◆ TRY IT
Each line below from the one containing "the Z angle is" through the one containing "if m13.abs() <" is to be given again exactly, and no line outside that span.

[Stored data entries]
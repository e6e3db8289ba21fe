//! Math utilities and types
//!
//! Provides the vector and quaternion types shared by the registry, the
//! physics world and the transform bridge.

pub use nalgebra::{Matrix4, Quaternion, Unit, Vector3};

/// 3D vector type
pub type Vec3 = Vector3<f32>;

/// 4x4 matrix type
pub type Mat4 = Matrix4<f32>;

/// Quaternion type for rotations
pub type Quat = Unit<Quaternion<f32>>;

/// Build a quaternion from Euler angles (radians) using the intrinsic XYZ order.
///
/// The resulting rotation is `Rx(x) * Ry(y) * Rz(z)`, the same order the
/// bridge uses when it converts back with [`euler_from_quaternion`].
pub fn quaternion_from_euler(euler: Vec3) -> Quat {
    Quat::from_axis_angle(&Vec3::x_axis(), euler.x)
        * Quat::from_axis_angle(&Vec3::y_axis(), euler.y)
        * Quat::from_axis_angle(&Vec3::z_axis(), euler.z)
}

/// Convert a quaternion to Euler angles (radians) using the intrinsic XYZ order.
///
/// Near the gimbal-lock pole (|pitch| close to 90 degrees) the Z angle is
/// folded into X and reported as zero.
pub fn euler_from_quaternion(rotation: &Quat) -> Vec3 {
    let m = rotation.to_rotation_matrix();
    let m = m.matrix();

    let m11 = m[(0, 0)];
    let m12 = m[(0, 1)];
    let m13 = m[(0, 2)];
    let m22 = m[(1, 1)];
    let m23 = m[(1, 2)];
    let m32 = m[(2, 1)];
    let m33 = m[(2, 2)];

    let y = m13.clamp(-1.0, 1.0).asin();
    if m13.abs() < 0.999_999_9 {
        Vec3::new((-m23).atan2(m33), y, (-m12).atan2(m11))
    } else {
        Vec3::new(m32.atan2(m22), y, 0.0)
    }
}

/// Math constants
pub mod constants {
    /// Pi constant
    pub const PI: f32 = std::f32::consts::PI;

    /// Degrees to radians conversion factor
    pub const DEG_TO_RAD: f32 = PI / 180.0;
}

/// Math utility functions
pub mod utils {
    use super::constants;

    /// Convert degrees to radians
    pub fn deg_to_rad(degrees: f32) -> f32 {
        degrees * constants::DEG_TO_RAD
    }

    /// Linear interpolation
    pub fn lerp(a: f32, b: f32, t: f32) -> f32 {
        a + (b - a) * t
    }
}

◆ RESPONSE BOX
/// Near the gimbal-lock pole (|pitch| close to 90 degrees) the Z angle is
/// folded into X and reported as zero.
pub fn euler_from_quaternion(rotation: &Quat) -> Vec3 {
    let m = rotation.to_rotation_matrix();
    let m = m.matrix();

    let m11 = m[(0, 0)];
    let m12 = m[(0, 1)];
    let m13 = m[(0, 2)];
    let m22 = m[(1, 1)];
    let m23 = m[(1, 2)];
    let m32 = m[(2, 1)];
    let m33 = m[(2, 2)];

    let y = m13.clamp(-1.0, 1.0).asin();
    if m13.abs() < 0.999_999_9 {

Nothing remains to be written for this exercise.